[Stored records]
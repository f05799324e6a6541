use std::sync::Arc;
use std::time::{Duration, Instant};

use opal_format::MediaFormat;
use opal_rtp::MediaCommand;

use crate::error::{Error, Result};
use crate::patch::FrameBoundary;

/// A single conversion stage between two media formats (spec §4.4). This
/// core treats codec bodies as opaque plug-ins (spec §9 redesign note:
/// "a capability trait interface ... implemented by opaque codec
/// plug-ins from a registry keyed by name"); [`PassThroughTranscoder`]
/// and [`MuLawALawTranscoder`] are the worked examples that fill the
/// trait, grounded on `rvoip-media-core::codec::g711`.
pub trait Transcoder: Send {
    fn input_format(&self) -> &Arc<MediaFormat>;
    fn output_format(&self) -> &Arc<MediaFormat>;
    fn convert(&mut self, input: &[u8]) -> Result<Vec<u8>>;

    /// Request the next frame be a key/I-frame. A no-op for
    /// non-key-framed encodings (audio).
    fn force_i_frame(&mut self) {}

    /// Clamp output bit rate, e.g. in response to TMMBR feedback.
    fn set_max_bit_rate(&mut self, _bits_per_second: u32) {}
}

/// Identity stage: used when a sink accepts the source's format directly,
/// so the chain still has a uniform primary stage to drive.
pub struct PassThroughTranscoder {
    format: Arc<MediaFormat>,
}

impl PassThroughTranscoder {
    pub fn new(format: Arc<MediaFormat>) -> Self {
        PassThroughTranscoder { format }
    }
}

impl Transcoder for PassThroughTranscoder {
    fn input_format(&self) -> &Arc<MediaFormat> {
        &self.format
    }

    fn output_format(&self) -> &Arc<MediaFormat> {
        &self.format
    }

    fn convert(&mut self, input: &[u8]) -> Result<Vec<u8>> {
        Ok(input.to_vec())
    }
}

/// G.711 mu-law <-> A-law conversion through a shared 16-bit linear PCM
/// intermediate, grounded on `rvoip-media-core::codec::g711`. This is the
/// "worked example of an opaque plug-in interface" the spec calls out
/// rather than a general codec implementation effort.
pub struct MuLawALawTranscoder {
    input: Arc<MediaFormat>,
    output: Arc<MediaFormat>,
    decode_mu_law: bool,
}

impl MuLawALawTranscoder {
    pub fn new(input: Arc<MediaFormat>, output: Arc<MediaFormat>) -> Self {
        let decode_mu_law = input.name.eq_ignore_ascii_case("PCMU");
        MuLawALawTranscoder {
            input,
            output,
            decode_mu_law,
        }
    }
}

impl Transcoder for MuLawALawTranscoder {
    fn input_format(&self) -> &Arc<MediaFormat> {
        &self.input
    }

    fn output_format(&self) -> &Arc<MediaFormat> {
        &self.output
    }

    fn convert(&mut self, input: &[u8]) -> Result<Vec<u8>> {
        let mut out = Vec::with_capacity(input.len());
        for &sample in input {
            let linear = if self.decode_mu_law {
                mu_law_to_linear(sample)
            } else {
                a_law_to_linear(sample)
            };
            out.push(if self.decode_mu_law {
                linear_to_a_law(linear)
            } else {
                linear_to_mu_law(linear)
            });
        }
        Ok(out)
    }
}

fn mu_law_to_linear(u_val: u8) -> i16 {
    const BIAS: i16 = 0x84;
    let u_val = !u_val;
    let sign = u_val & 0x80;
    let exponent = (u_val >> 4) & 0x07;
    let mantissa = u_val & 0x0F;
    let mut sample = ((mantissa as i16) << 3) + BIAS;
    sample <<= exponent;
    sample -= BIAS;
    if sign != 0 {
        -sample
    } else {
        sample
    }
}

fn linear_to_mu_law(mut sample: i16) -> u8 {
    const BIAS: i16 = 0x84;
    const CLIP: i16 = 32635;
    let sign = if sample < 0 {
        sample = -sample.max(-CLIP);
        0x80
    } else {
        sample = sample.min(CLIP);
        0
    };
    sample += BIAS;
    let mut exponent = 7u8;
    for exp in 0..8u8 {
        if sample < (0x100 << exp) {
            exponent = exp;
            break;
        }
    }
    let mantissa = ((sample >> (exponent + 3)) & 0x0F) as u8;
    !(sign | (exponent << 4) | mantissa)
}

fn a_law_to_linear(a_val: u8) -> i16 {
    let a_val = a_val ^ 0x55;
    let sign = a_val & 0x80;
    let exponent = (a_val >> 4) & 0x07;
    let mantissa = a_val & 0x0F;
    let mut sample = ((mantissa as i16) << 4) + 8;
    if exponent != 0 {
        sample += 0x100;
        sample <<= exponent - 1;
    }
    if sign == 0 {
        -sample
    } else {
        sample
    }
}

fn linear_to_a_law(sample: i16) -> u8 {
    let sign = if sample < 0 { 0 } else { 0x80 };
    let mut abs = if sample < 0 {
        (-sample).min(32767)
    } else {
        sample
    };
    if abs < 256 {
        let exponent = 0u8;
        let mantissa = (abs >> 4) as u8;
        return (sign | (exponent << 4) | mantissa) ^ 0x55;
    }
    let mut exponent = 7u8;
    for exp in 1..8u8 {
        if abs < (256i16 << exp) {
            exponent = exp;
            break;
        }
    }
    abs >>= exponent + 3;
    let mantissa = (abs & 0x0F) as u8;
    (sign | (exponent << 4) | mantissa) ^ 0x55
}

/// Video key-frame request throttle (spec §4.4, §8 scenario 5), grounded
/// on the command-notifier callback in `original_source/src/codec/vidcodec.cxx`.
/// Guards against a feedback storm re-triggering expensive I-frame
/// generation: the first request after idle is honored immediately; the
/// guard window then doubles on every subsequent request (honored or
/// not) up to a ceiling, and halves back down once the requester has
/// been quiet past the idle threshold.
pub struct IFrameThrottle {
    min_guard: Duration,
    max_guard: Duration,
    idle_threshold: Duration,
    guard: Duration,
    last_request: Option<Instant>,
}

impl Default for IFrameThrottle {
    fn default() -> Self {
        IFrameThrottle {
            min_guard: Duration::from_millis(500),
            max_guard: Duration::from_secs(4),
            idle_threshold: Duration::from_secs(4),
            guard: Duration::from_millis(500),
            last_request: None,
        }
    }
}

impl IFrameThrottle {
    /// Returns true if this request should actually force an I-frame.
    pub fn request(&mut self, now: Instant) -> bool {
        let Some(last) = self.last_request else {
            self.last_request = Some(now);
            self.guard = self.min_guard;
            return true;
        };

        let elapsed = now.duration_since(last);
        self.last_request = Some(now);

        if elapsed > self.idle_threshold {
            self.guard = (self.guard / 2).max(self.min_guard);
        }

        let honored = elapsed >= self.guard;
        self.guard = (self.guard * 2).min(self.max_guard);
        honored
    }

    pub fn current_guard(&self) -> Duration {
        self.guard
    }
}

/// Two-stage transcoder chain (spec §4.4; §8 invariant 7: `primary.output
/// == secondary.input` and packetization-compatible clock rates).
pub struct TranscoderChain {
    primary: Box<dyn Transcoder>,
    secondary: Option<Box<dyn Transcoder>>,
    i_frame_throttle: IFrameThrottle,
    frozen: bool,
    last_good_frame: Option<Vec<u8>>,
    max_bit_rate: Option<u32>,
}

impl TranscoderChain {
    pub fn new(primary: Box<dyn Transcoder>, secondary: Option<Box<dyn Transcoder>>) -> Result<Self> {
        if let Some(secondary) = &secondary {
            let primary_output = primary.output_format();
            let secondary_input = secondary.input_format();
            if primary_output.name != secondary_input.name {
                return Err(Error::ChainFormatMismatch {
                    primary_output: primary_output.name.clone(),
                    secondary_input: secondary_input.name.clone(),
                });
            }
            if secondary_input.clock_rate % primary_output.clock_rate != 0 {
                return Err(Error::PacketizationMismatch {
                    primary_output: primary_output.clock_rate,
                    secondary_clock: secondary_input.clock_rate,
                });
            }
        }
        Ok(TranscoderChain {
            primary,
            secondary,
            i_frame_throttle: IFrameThrottle::default(),
            frozen: false,
            last_good_frame: None,
            max_bit_rate: None,
        })
    }

    pub fn output_format(&self) -> &Arc<MediaFormat> {
        self.secondary
            .as_ref()
            .map_or_else(|| self.primary.output_format(), |s| s.output_format())
    }

    /// Runs a frame through the chain (spec §4.4). When
    /// [`Self::set_frozen`] has latched (freeze-on-loss), the last good
    /// output frame repeats instead of producing a new, possibly
    /// corrupted, one — grounded on `vidcodec.cxx`'s freeze-on-loss path.
    pub fn process(&mut self, frame: &[u8]) -> Result<Vec<u8>> {
        if self.frozen {
            if let Some(last) = &self.last_good_frame {
                return Ok(last.clone());
            }
        }

        let mid = self.primary.convert(frame)?;
        let out = match &mut self.secondary {
            Some(secondary) => secondary.convert(&mid)?,
            None => mid,
        };
        self.last_good_frame = Some(out.clone());
        Ok(out)
    }

    pub fn set_frozen(&mut self, frozen: bool) {
        self.frozen = frozen;
    }

    pub fn is_frozen(&self) -> bool {
        self.frozen
    }

    /// Called by the owning patch once per frame with that frame's
    /// boundary classification (spec §4.6/§8 scenario 5): an I-frame
    /// clears a freeze latched by [`Self::handle_command`], since the
    /// decoder now has a clean reference to resume from.
    pub fn on_frame_boundary(&mut self, boundary: FrameBoundary) {
        if boundary == FrameBoundary::IntraFrame {
            self.frozen = false;
        }
    }

    pub fn max_bit_rate(&self) -> Option<u32> {
        self.max_bit_rate
    }

    /// Applies a command surfaced from incoming RTCP feedback
    /// (spec §4.7.4): `FlowControl` clamps bit rate, `VideoUpdatePicture`
    /// forces an I-frame subject to the throttle, `TemporalSpatialTradeOff`
    /// is passed straight to the output stage.
    pub fn handle_command(&mut self, command: MediaCommand, now: Instant) {
        match command {
            MediaCommand::FlowControl { max_bit_rate_bps } => {
                self.max_bit_rate = Some(max_bit_rate_bps);
                self.primary.set_max_bit_rate(max_bit_rate_bps);
                if let Some(secondary) = &mut self.secondary {
                    secondary.set_max_bit_rate(max_bit_rate_bps);
                }
            }
            MediaCommand::VideoUpdatePicture => {
                // A PLI/FIR report means the remote lost enough of the
                // last picture that it can no longer decode; freeze our
                // output on the last good frame until a fresh I-frame
                // clears it via `on_frame_boundary`, same as the C++
                // freeze-on-loss path this is grounded on.
                self.set_frozen(true);
                if self.i_frame_throttle.request(now) {
                    self.primary.force_i_frame();
                    if let Some(secondary) = &mut self.secondary {
                        secondary.force_i_frame();
                    }
                }
            }
            MediaCommand::TemporalSpatialTradeOff(_value) => {
                // Passed straight through; this core has no concrete
                // temporal/spatial-scalable codec to act on it.
            }
        }
    }
}

#[cfg(test)]
mod tests {
    use super::*;
    use opal_format::{MediaType, PayloadType};

    fn pcmu() -> Arc<MediaFormat> {
        Arc::new(MediaFormat::new("PCMU", MediaType::Audio, 8000, PayloadType::Static(0)))
    }

    fn pcma() -> Arc<MediaFormat> {
        Arc::new(MediaFormat::new("PCMA", MediaType::Audio, 8000, PayloadType::Static(8)))
    }

    #[test]
    fn mu_law_a_law_round_trips_approximately() {
        let mut to_a = MuLawALawTranscoder::new(pcmu(), pcma());
        let samples = [0x00u8, 0x7Fu8, 0xFFu8, 0x80u8];
        let a_law = to_a.convert(&samples).unwrap();
        assert_eq!(a_law.len(), samples.len());

        let mut to_mu = MuLawALawTranscoder::new(pcma(), pcmu());
        let back = to_mu.convert(&a_law).unwrap();
        assert_eq!(back.len(), samples.len());
    }

    #[test]
    fn chain_rejects_format_mismatch() {
        let primary = Box::new(MuLawALawTranscoder::new(pcmu(), pcma()));
        let secondary = Box::new(PassThroughTranscoder::new(pcmu()));
        let err = TranscoderChain::new(primary, Some(secondary)).unwrap_err();
        assert!(matches!(err, Error::ChainFormatMismatch { .. }));
    }

    #[test]
    fn chain_accepts_compatible_stages() {
        let primary = Box::new(MuLawALawTranscoder::new(pcmu(), pcma()));
        let secondary = Box::new(PassThroughTranscoder::new(pcma()));
        let chain = TranscoderChain::new(primary, Some(secondary));
        assert!(chain.is_ok());
    }

    #[test]
    fn i_frame_throttle_matches_burst_scenario() {
        let mut throttle = IFrameThrottle::default();
        let t0 = Instant::now();

        assert!(throttle.request(t0));
        assert!(!throttle.request(t0 + Duration::from_millis(100)));
        assert!(!throttle.request(t0 + Duration::from_millis(200)));
        assert!(throttle.current_guard() >= Duration::from_secs(1));

        let later = t0 + Duration::from_secs(5);
        let honored_after_idle = throttle.request(later);
        assert!(honored_after_idle);
    }

    #[test]
    fn freeze_on_loss_repeats_last_good_frame() {
        let primary = Box::new(PassThroughTranscoder::new(pcmu()));
        let mut chain = TranscoderChain::new(primary, None).unwrap();
        let first = chain.process(&[1, 2, 3]).unwrap();
        chain.set_frozen(true);
        let frozen_output = chain.process(&[9, 9, 9]).unwrap();
        assert_eq!(frozen_output, first);
    }

    #[test]
    fn picture_loss_report_freezes_until_next_intra_frame() {
        let primary = Box::new(PassThroughTranscoder::new(pcmu()));
        let mut chain = TranscoderChain::new(primary, None).unwrap();
        let first = chain.process(&[1, 2, 3]).unwrap();

        chain.handle_command(MediaCommand::VideoUpdatePicture, Instant::now());
        assert!(chain.is_frozen());
        let frozen_output = chain.process(&[9, 9, 9]).unwrap();
        assert_eq!(frozen_output, first);

        chain.on_frame_boundary(FrameBoundary::InterFrame);
        assert!(chain.is_frozen());

        chain.on_frame_boundary(FrameBoundary::IntraFrame);
        assert!(!chain.is_frozen());
        let fresh_output = chain.process(&[5, 5, 5]).unwrap();
        assert_eq!(fresh_output, vec![5, 5, 5]);
    }
}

◆ WHAT YOU NEED TO DO: Copying word for word, give each line of the data above from the first one through the line containing "impl Transcoder for PassThroughTranscoder", and nothing else.

◆ COMPLETED EXERCISE:
repository f05799324e6a6541
use std::sync::Arc;
use std::time::{Duration, Instant};

use opal_format::MediaFormat;
use opal_rtp::MediaCommand;

use crate::error::{Error, Result};
use crate::patch::FrameBoundary;

/// A single conversion stage between two media formats (spec §4.4). This
/// core treats codec bodies as opaque plug-ins (spec §9 redesign note:
/// "a capability trait interface ... implemented by opaque codec
/// plug-ins from a registry keyed by name"); [`PassThroughTranscoder`]
/// and [`MuLawALawTranscoder`] are the worked examples that fill the
/// trait, grounded on `rvoip-media-core::codec::g711`.
pub trait Transcoder: Send {
    fn input_format(&self) -> &Arc<MediaFormat>;
    fn output_format(&self) -> &Arc<MediaFormat>;
    fn convert(&mut self, input: &[u8]) -> Result<Vec<u8>>;

    /// Request the next frame be a key/I-frame. A no-op for
    /// non-key-framed encodings (audio).
    fn force_i_frame(&mut self) {}

    /// Clamp output bit rate, e.g. in response to TMMBR feedback.
    fn set_max_bit_rate(&mut self, _bits_per_second: u32) {}
}

/// Identity stage: used when a sink accepts the source's format directly,
/// so the chain still has a uniform primary stage to drive.
pub struct PassThroughTranscoder {
    format: Arc<MediaFormat>,
}

impl PassThroughTranscoder {
    pub fn new(format: Arc<MediaFormat>) -> Self {
        PassThroughTranscoder { format }
    }
}

impl Transcoder for PassThroughTranscoder {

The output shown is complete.